Буюкли, между прочим, постоянно мечтал о том, что будет похож на того или другого великого человека. Одно время он бредил Байроном. Где-то он вычитал, что Байрон, несмотря на то, что был немножко хромой, был замечательным пловцом и переплыл Босфор. Буюкли тогда не умел плавать. Мы жили вместе с ним в Кунцеве. Он с утра до вечера плавал и добился того, что переплыл Москва-реку, которую в этом месте могла курица перейти, и очень хвастался, что похож на Байрона.

Потом он увлекся Падеревским и решил, во что бы то ни стало, с ним познакомиться. Он собрал какие-то гроши, уехал в Швейцарию, где тогда жил Падеревский, действительно к нему обратился и вначале произвел на него сильное впечатление. Падеревский принял в нем большое участие, но потом сумасшедшие выходки Буюкли, его постоянное безденежье Падеревскому надоели, и он постарался его спровадить. Уже в поздние годы, незадолго до революции Буюкли одно время жил в Варшаве, и там тоже рассказывали чудеса про его разные чудачества, как он выходил на эстраду с кошкой, сажал ее рядом с собой, и эти, и всякие другие сумасшедшие выходки чередовались с необыкновенно яркими проблесками исключительного дарования. Сначала он имел там очень большой успех, но потом своим нелепым поведением подорвал свою репутацию.
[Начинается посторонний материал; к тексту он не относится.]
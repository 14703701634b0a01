// This file is part of the rochade library.
// Copyright (C) 2026 The rochade developers
//
// This program is free software: you can redistribute it and/or modify
// it under the terms of the GNU General Public License as published by
// the Free Software Foundation, either version 3 of the License, or
// (at your option) any later version.
//
// This program is distributed in the hope that it will be useful,
// but WITHOUT ANY WARRANTY; without even the implied warranty of
// MERCHANTABILITY or FITNESS FOR A PARTICULAR PURPOSE. See the
// GNU General Public License for more details.
//
// You should have received a copy of the GNU General Public License
// along with this program. If not, see <http://www.gnu.org/licenses/>.

use std::{error::Error, fmt, num, str::FromStr};

use crate::util::out_of_range_error;

/// A file of the chessboard.
#[allow(missing_docs)]
#[cfg_attr(feature = "arbitrary", derive(arbitrary::Arbitrary))]
#[derive(Copy, Clone, Eq, PartialEq, Ord, PartialOrd, Debug, Hash)]
#[repr(u8)]
pub enum File {
    A = 0,
    B = 1,
    C = 2,
    D = 3,
    E = 4,
    F = 5,
    G = 6,
    H = 7,
}

impl File {
    pub const fn from_char(ch: char) -> Option<File> {
        match ch {
            'a'..='h' => Some(File::ALL[(ch as u8 - b'a') as usize]),
            _ => None,
        }
    }

    pub const fn char(self) -> char {
        (b'a' + self as u8) as char
    }

    #[inline]
    pub const fn to_u32(self) -> u32 {
        self as u32
    }

    #[inline]
    pub const fn to_usize(self) -> usize {
        self as usize
    }

    /// Moves `delta` files towards the h-file, if still on the board.
    #[inline]
    pub const fn offset(self, delta: i32) -> Option<File> {
        let index = self as i32 + delta;
        if 0 <= index && index < 8 {
            Some(File::ALL[index as usize])
        } else {
            None
        }
    }

    #[inline]
    pub const fn distance(self, other: File) -> u32 {
        (self as i32 - other as i32).unsigned_abs()
    }

    /// `A`, ..., `H`.
    pub const ALL: [File; 8] = [
        File::A,
        File::B,
        File::C,
        File::D,
        File::E,
        File::F,
        File::G,
        File::H,
    ];
}

/// A rank of the chessboard.
#[allow(missing_docs)]
#[cfg_attr(feature = "arbitrary", derive(arbitrary::Arbitrary))]
#[derive(Copy, Clone, Eq, PartialEq, Ord, PartialOrd, Debug, Hash)]
#[repr(u8)]
pub enum Rank {
    First = 0,
    Second = 1,
    Third = 2,
    Fourth = 3,
    Fifth = 4,
    Sixth = 5,
    Seventh = 6,
    Eighth = 7,
}

impl Rank {
    pub const fn from_char(ch: char) -> Option<Rank> {
        match ch {
            '1'..='8' => Some(Rank::ALL[(ch as u8 - b'1') as usize]),
            _ => None,
        }
    }

    pub const fn char(self) -> char {
        (b'1' + self as u8) as char
    }

    #[inline]
    pub const fn to_u32(self) -> u32 {
        self as u32
    }

    #[inline]
    pub const fn to_usize(self) -> usize {
        self as usize
    }

    /// Moves `delta` ranks towards the eighth rank, if still on the board.
    #[inline]
    pub const fn offset(self, delta: i32) -> Option<Rank> {
        let index = self as i32 + delta;
        if 0 <= index && index < 8 {
            Some(Rank::ALL[index as usize])
        } else {
            None
        }
    }

    #[inline]
    pub const fn distance(self, other: Rank) -> u32 {
        (self as i32 - other as i32).unsigned_abs()
    }

    #[must_use]
    #[inline]
    pub const fn flip_vertical(self) -> Rank {
        Rank::ALL[7 - self as usize]
    }

    /// `First`, ..., `Eighth`.
    pub const ALL: [Rank; 8] = [
        Rank::First,
        Rank::Second,
        Rank::Third,
        Rank::Fourth,
        Rank::Fifth,
        Rank::Sixth,
        Rank::Seventh,
        Rank::Eighth,
    ];
}

macro_rules! try_from_int_impl {
    ($type:ty, $($t:ty)+) => {
        $(impl TryFrom<$t> for $type {
            type Error = num::TryFromIntError;

            #[inline]
            fn try_from(value: $t) -> Result<$type, Self::Error> {
                let index = usize::try_from(value)?;
                <$type>::ALL.get(index).copied().ok_or_else(out_of_range_error)
            }
        })+
    }
}

try_from_int_impl! { File, u8 i8 u16 i16 u32 i32 u64 i64 usize isize }
try_from_int_impl! { Rank, u8 i8 u16 i16 u32 i32 u64 i64 usize isize }

/// Error when parsing an invalid square name.
#[derive(Clone, Debug)]
pub struct ParseSquareError;

impl fmt::Display for ParseSquareError {
    fn fmt(&self, f: &mut fmt::Formatter<'_>) -> fmt::Result {
        f.write_str("invalid square name")
    }
}

impl Error for ParseSquareError {}

/// A square index.
///
/// Squares are numbered from `A1 = 0` to `H8 = 63`, one rank after the
/// other.
///
/// # Examples
///
/// ```
/// use rochade::{File, Rank, Square};
///
/// let sq = Square::from_coords(File::E, Rank::Fourth);
/// assert_eq!(sq, Square::E4);
/// assert_eq!(sq.to_string(), "e4");
/// assert_eq!(sq.offset(1, 2), Some(Square::F6));
/// assert_eq!(Square::H8.offset(1, 0), None);
/// ```
#[derive(Copy, Clone, Eq, PartialEq, Ord, PartialOrd, Hash)]
pub struct Square(u8);

impl Square {
    /// Gets a `Square` from its index.
    ///
    /// # Panics
    ///
    /// Panics if the index is not in the range `0..=63`.
    #[track_caller]
    #[inline]
    pub const fn new(index: u32) -> Square {
        assert!(index < 64);
        Square(index as u8)
    }

    #[inline]
    pub const fn from_coords(file: File, rank: Rank) -> Square {
        Square(file as u8 | ((rank as u8) << 3))
    }

    /// Parses a square name like `e4`.
    ///
    /// # Errors
    ///
    /// Returns [`ParseSquareError`] if the input is not a lowercase file
    /// letter followed by a rank digit.
    pub fn from_ascii(s: &[u8]) -> Result<Square, ParseSquareError> {
        match *s {
            [file, rank] => match (
                File::from_char(char::from(file)),
                Rank::from_char(char::from(rank)),
            ) {
                (Some(file), Some(rank)) => Ok(Square::from_coords(file, rank)),
                _ => Err(ParseSquareError),
            },
            _ => Err(ParseSquareError),
        }
    }

    #[inline]
    pub const fn file(self) -> File {
        File::ALL[(self.0 & 7) as usize]
    }

    #[inline]
    pub const fn rank(self) -> Rank {
        Rank::ALL[(self.0 >> 3) as usize]
    }

    #[inline]
    pub const fn coords(self) -> (File, Rank) {
        (self.file(), self.rank())
    }

    /// The square `files` to the right and `ranks` up (from white's point of
    /// view), or `None` if that leaves the board.
    #[inline]
    pub const fn offset(self, files: i32, ranks: i32) -> Option<Square> {
        match (self.file().offset(files), self.rank().offset(ranks)) {
            (Some(file), Some(rank)) => Some(Square::from_coords(file, rank)),
            _ => None,
        }
    }

    /// Chebyshev distance, i.e. the number of king steps between the
    /// squares.
    pub const fn distance(self, other: Square) -> u32 {
        let files = self.file().distance(other.file());
        let ranks = self.rank().distance(other.rank());
        if files > ranks {
            files
        } else {
            ranks
        }
    }

    #[inline]
    pub const fn to_u32(self) -> u32 {
        self.0 as u32
    }

    #[inline]
    pub const fn to_usize(self) -> usize {
        self.0 as usize
    }

    /// All 64 squares in index order.
    pub fn all() -> impl DoubleEndedIterator<Item = Square> + ExactSizeIterator {
        (0..64).map(Square)
    }

    pub const A1: Square = Square(0);
    pub const B1: Square = Square(1);
    pub const C1: Square = Square(2);
    pub const D1: Square = Square(3);
    pub const E1: Square = Square(4);
    pub const F1: Square = Square(5);
    pub const G1: Square = Square(6);
    pub const H1: Square = Square(7);
    pub const A2: Square = Square(8);
    pub const B2: Square = Square(9);
    pub const C2: Square = Square(10);
    pub const D2: Square = Square(11);
    pub const E2: Square = Square(12);
    pub const F2: Square = Square(13);
    pub const G2: Square = Square(14);
    pub const H2: Square = Square(15);
    pub const A3: Square = Square(16);
    pub const B3: Square = Square(17);
    pub const C3: Square = Square(18);
    pub const D3: Square = Square(19);
    pub const E3: Square = Square(20);
    pub const F3: Square = Square(21);
    pub const G3: Square = Square(22);
    pub const H3: Square = Square(23);
    pub const A4: Square = Square(24);
    pub const B4: Square = Square(25);
    pub const C4: Square = Square(26);
    pub const D4: Square = Square(27);
    pub const E4: Square = Square(28);
    pub const F4: Square = Square(29);
    pub const G4: Square = Square(30);
    pub const H4: Square = Square(31);
    pub const A5: Square = Square(32);
    pub const B5: Square = Square(33);
    pub const C5: Square = Square(34);
    pub const D5: Square = Square(35);
    pub const E5: Square = Square(36);
    pub const F5: Square = Square(37);
    pub const G5: Square = Square(38);
    pub const H5: Square = Square(39);
    pub const A6: Square = Square(40);
    pub const B6: Square = Square(41);
    pub const C6: Square = Square(42);
    pub const D6: Square = Square(43);
    pub const E6: Square = Square(44);
    pub const F6: Square = Square(45);
    pub const G6: Square = Square(46);
    pub const H6: Square = Square(47);
    pub const A7: Square = Square(48);
    pub const B7: Square = Square(49);
    pub const C7: Square = Square(50);
    pub const D7: Square = Square(51);
    pub const E7: Square = Square(52);
    pub const F7: Square = Square(53);
    pub const G7: Square = Square(54);
    pub const H7: Square = Square(55);
    pub const A8: Square = Square(56);
    pub const B8: Square = Square(57);
    pub const C8: Square = Square(58);
    pub const D8: Square = Square(59);
    pub const E8: Square = Square(60);
    pub const F8: Square = Square(61);
    pub const G8: Square = Square(62);
    pub const H8: Square = Square(63);
}

impl From<Square> for u32 {
    #[inline]
    fn from(sq: Square) -> u32 {
        sq.to_u32()
    }
}

impl From<Square> for usize {
    #[inline]
    fn from(sq: Square) -> usize {
        sq.to_usize()
    }
}

impl TryFrom<u32> for Square {
    type Error = num::TryFromIntError;

    #[inline]
    fn try_from(index: u32) -> Result<Square, Self::Error> {
        if index < 64 {
            Ok(Square(index as u8))
        } else {
            Err(out_of_range_error())
        }
    }
}

impl FromStr for Square {
    type Err = ParseSquareError;

    fn from_str(s: &str) -> Result<Square, ParseSquareError> {
        Square::from_ascii(s.as_bytes())
    }
}

impl fmt::Display for Square {
    fn fmt(&self, f: &mut fmt::Formatter<'_>) -> fmt::Result {
        write!(f, "{}{}", self.file().char(), self.rank().char())
    }
}

impl fmt::Debug for Square {
    fn fmt(&self, f: &mut fmt::Formatter<'_>) -> fmt::Result {
        write!(
            f,
            "{}{}",
            self.file().char().to_ascii_uppercase(),
            self.rank().char()
        )
    }
}

#[cfg(feature = "arbitrary")]
impl arbitrary::Arbitrary<'_> for Square {
    fn arbitrary(u: &mut arbitrary::Unstructured<'_>) -> arbitrary::Result<Square> {
        u.int_in_range::<u8>(0..=63).map(Square)
    }

    #[inline]
    fn size_hint(_depth: usize) -> (usize, Option<usize>) {
        (1, Some(1))
    }
}

#[cfg(feature = "serde")]
impl serde::Serialize for Square {
    fn serialize<S>(&self, serializer: S) -> Result<S::Ok, S::Error>
    where
        S: serde::Serializer,
    {
        serializer.collect_str(self)
    }
}

#[cfg(feature = "serde")]
impl<'de> serde::Deserialize<'de> for Square {
    fn deserialize<D>(deserializer: D) -> Result<Square, D::Error>
    where
        D: serde::Deserializer<'de>,
    {
        struct SquareVisitor;

        impl serde::de::Visitor<'_> for SquareVisitor {
            type Value = Square;

            fn expecting(&self, f: &mut fmt::Formatter<'_>) -> fmt::Result {
                f.write_str("square name")
            }

            fn visit_str<E>(self, value: &str) -> Result<Square, E>
            where
                E: serde::de::Error,
            {
                value.parse().map_err(serde::de::Error::custom)
            }
        }

        deserializer.deserialize_str(SquareVisitor)
    }
}

#[cfg(test)]
mod tests {
    use super::*;

    #[test]
    fn test_coords() {
        for file in File::ALL {
            for rank in Rank::ALL {
                let square = Square::from_coords(file, rank);
                assert_eq!(square.file(), file);
                assert_eq!(square.rank(), rank);
                assert_eq!(square.coords(), (file, rank));
            }
        }
    }

    #[test]
    fn test_distance() {
        assert_eq!(Square::D2.distance(Square::G3), 3);
        assert_eq!(Square::A1.distance(Square::H8), 7);
        assert_eq!(Square::E4.distance(Square::E4), 0);
    }

    #[test]
    fn test_offset_stays_on_board() {
        assert_eq!(Square::A1.offset(-1, 0), None);
        assert_eq!(Square::A1.offset(0, -1), None);
        assert_eq!(Square::H1.offset(1, 1), None);
        assert_eq!(Square::G1.offset(-1, 2), Some(Square::F3));
    }

    #[test]
    fn test_parse() {
        assert_eq!("a1".parse::<Square>().ok(), Some(Square::A1));
        assert_eq!("h8".parse::<Square>().ok(), Some(Square::H8));
        assert!("i1".parse::<Square>().is_err());
        assert!("a9".parse::<Square>().is_err());
        assert!("A1".parse::<Square>().is_err());
        assert!("a10".parse::<Square>().is_err());
        assert!("".parse::<Square>().is_err());
    }

    #[test]
    fn test_display() {
        for sq in Square::all() {
            assert_eq!(sq.to_string().parse::<Square>().ok(), Some(sq));
        }
    }
}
Несколько слов я хочу сказать о двух музыкантах, которые длительное время были педагогами консерватории, очень интересными педагогами, давшими целый ряд выдающихся учеников это Кипп и Ярошевский.
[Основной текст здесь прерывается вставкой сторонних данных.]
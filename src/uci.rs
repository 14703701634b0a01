// This file is part of the rochade library.
// Copyright (C) 2026 The rochade developers
//
// This program is free software: you can redistribute it and/or modify
// it under the terms of the GNU General Public License as published by
// the Free Software Foundation, either version 3 of the License, or
// (at your option) any later version.
//
// This program is distributed in the hope that it will be useful,
// but WITHOUT ANY WARRANTY; without even the implied warranty of
// MERCHANTABILITY or FITNESS FOR A PARTICULAR PURPOSE. See the
// GNU General Public License for more details.
//
// You should have received a copy of the GNU General Public License
// along with this program. If not, see <http://www.gnu.org/licenses/>.

//! Parse and write moves in Universal Chess Interface representation.
//!
//! # Examples
//!
//! Parsing UCI moves:
//!
//! ```
//! use rochade::{uci::UciMove, Square};
//!
//! let uci: UciMove = "g1f3".parse()?;
//!
//! assert_eq!(
//!     uci,
//!     UciMove {
//!         from: Square::G1,
//!         to: Square::F3,
//!         promotion: None,
//!     }
//! );
//! # Ok::<_, rochade::uci::ParseUciMoveError>(())
//! ```
//!
//! Converting to a legal move in the context of a position:
//!
//! ```
//! # use rochade::{uci::UciMove, Square};
//! use rochade::{Chess, Color};
//!
//! # let uci: UciMove = "g1f3".parse()?;
//! let pos = Chess::default();
//! let m = uci.to_move(&pos)?;
//!
//! let after = pos.play_unchecked(&m);
//! assert_eq!(after.board().piece_at(Square::F3), Some(Color::White.knight()));
//! # Ok::<_, Box<dyn std::error::Error>>(())
//! ```
//!
//! Castling is written as the two-file king move:
//!
//! ```
//! use rochade::{uci::UciMove, Move, Square};
//!
//! let m = Move::Castle { king: Square::E8, rook: Square::A8 };
//! assert_eq!(UciMove::from_move(&m).to_string(), "e8c8");
//! ```

use std::{error::Error, fmt, str::FromStr};

use crate::{m::Move, position::Chess, role::Role, square::Square};

/// Error when parsing a syntactically invalid UCI move.
#[derive(Clone, Debug, Eq, PartialEq)]
pub struct ParseUciMoveError;

impl fmt::Display for ParseUciMoveError {
    fn fmt(&self, f: &mut fmt::Formatter<'_>) -> fmt::Result {
        f.write_str("invalid uci move")
    }
}

impl Error for ParseUciMoveError {}

/// Error when a UCI move is not legal in a position.
#[derive(Clone, Debug, Eq, PartialEq)]
pub struct IllegalUciMoveError;

impl fmt::Display for IllegalUciMoveError {
    fn fmt(&self, f: &mut fmt::Formatter<'_>) -> fmt::Result {
        f.write_str("illegal uci move")
    }
}

impl Error for IllegalUciMoveError {}

/// A move as represented in the UCI protocol: origin, destination and
/// an optional lowercase promotion letter, like `e2e4` or `e7e8q`.
#[allow(missing_docs)]
#[cfg_attr(feature = "arbitrary", derive(arbitrary::Arbitrary))]
#[derive(Copy, Clone, Eq, PartialEq, Hash, Debug)]
pub struct UciMove {
    pub from: Square,
    pub to: Square,
    pub promotion: Option<Role>,
}

impl FromStr for UciMove {
    type Err = ParseUciMoveError;

    fn from_str(uci: &str) -> Result<UciMove, ParseUciMoveError> {
        UciMove::from_ascii(uci.as_bytes())
    }
}

impl fmt::Display for UciMove {
    fn fmt(&self, f: &mut fmt::Formatter<'_>) -> fmt::Result {
        write!(f, "{}{}", self.from, self.to)?;
        if let Some(promotion) = self.promotion {
            write!(f, "{}", promotion.char())?;
        }
        Ok(())
    }
}

impl UciMove {
    /// Parses a move in UCI notation.
    ///
    /// # Errors
    ///
    /// Returns [`ParseUciMoveError`] if `uci` is not 4 or 5 characters of
    /// the form `e7e8` or `e7e8q`.
    ///
    /// # Examples
    ///
    /// ```
    /// use rochade::{uci::UciMove, Role, Square};
    ///
    /// let uci = UciMove::from_ascii(b"e7e8q")?;
    /// assert_eq!(uci.promotion, Some(Role::Queen));
    ///
    /// assert!(UciMove::from_ascii(b"e7e8Q").is_err());
    /// # Ok::<_, rochade::uci::ParseUciMoveError>(())
    /// ```
    pub fn from_ascii(uci: &[u8]) -> Result<UciMove, ParseUciMoveError> {
        let (squares, promotion) = match *uci {
            [a, b, c, d] => ([a, b, c, d], None),
            [a, b, c, d, p] => ([a, b, c, d], Some(p)),
            _ => return Err(ParseUciMoveError),
        };

        let from = Square::from_ascii(&squares[..2]).map_err(|_| ParseUciMoveError)?;
        let to = Square::from_ascii(&squares[2..]).map_err(|_| ParseUciMoveError)?;
        let promotion = match promotion {
            Some(ch) if ch.is_ascii_lowercase() => Some(
                Role::from_char(char::from(ch))
                    .filter(|role| Role::PROMOTIONS.contains(role))
                    .ok_or(ParseUciMoveError)?,
            ),
            Some(_) => return Err(ParseUciMoveError),
            None => None,
        };

        Ok(UciMove {
            from,
            to,
            promotion,
        })
    }

    /// Converts a move to UCI notation.
    pub const fn from_move(m: &Move) -> UciMove {
        UciMove {
            from: m.from(),
            to: m.to(),
            promotion: m.promotion(),
        }
    }

    /// Converts the UCI move to the matching legal move in the context of
    /// a position.
    ///
    /// # Errors
    ///
    /// Returns [`IllegalUciMoveError`] if no legal move has this origin,
    /// destination and promotion.
    pub fn to_move(&self, pos: &Chess) -> Result<Move, IllegalUciMoveError> {
        pos.legal_moves()
            .into_iter()
            .find(|m| UciMove::from_move(m) == *self)
            .ok_or(IllegalUciMoveError)
    }
}

impl From<Move> for UciMove {
    fn from(m: Move) -> UciMove {
        UciMove::from_move(&m)
    }
}

#[cfg(feature = "serde")]
impl serde::Serialize for UciMove {
    fn serialize<S>(&self, serializer: S) -> Result<S::Ok, S::Error>
    where
        S: serde::Serializer,
    {
        serializer.collect_str(self)
    }
}

#[cfg(feature = "serde")]
impl<'de> serde::Deserialize<'de> for UciMove {
    fn deserialize<D>(deserializer: D) -> Result<UciMove, D::Error>
    where
        D: serde::Deserializer<'de>,
    {
        struct UciMoveVisitor;

        impl serde::de::Visitor<'_> for UciMoveVisitor {
            type Value = UciMove;

            fn expecting(&self, f: &mut fmt::Formatter<'_>) -> fmt::Result {
                f.write_str("uci move")
            }

            fn visit_str<E>(self, value: &str) -> Result<UciMove, E>
            where
                E: serde::de::Error,
            {
                value.parse().map_err(serde::de::Error::custom)
            }
        }

        deserializer.deserialize_str(UciMoveVisitor)
    }
}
Кипп был очень хорошим музыкантом, даровитым пианистом, которому помешало сделать пианистическую карьеру то, что у него была исключительно маленькая рука, он с трудом брал октаву, и фортепианной виртуозности это ставило такие ограничения, какие он не мог преодолеть. Опять пример для всей нашей молодежи, которая всячески этого старается избегнуть: Кипп по окончании консерватории уехал в провинцию, ряд лет был директором Тамбовского музыкального училища, поставил это дело очень хорошо, и потом был приглашен в консерваторию, сначала преподавателем, потом профессором, и в этой роли оставался до самой смерти. Умер он слишком рано, у него сделалось мозговое кровоизлияние, было ему не больше пятидесяти лет. Это был превосходный музыкант и человек совершенно исключительной работоспособности и добросовестности. Он необыкновенно умел эти свои черты передать своим ученикам. Ничьи ученики не были в такой мере работоспособны и не добивались такой законченности и совершенства в смысле технической выучки. Однако, ему несколько не хватало широкого художественного кругозора.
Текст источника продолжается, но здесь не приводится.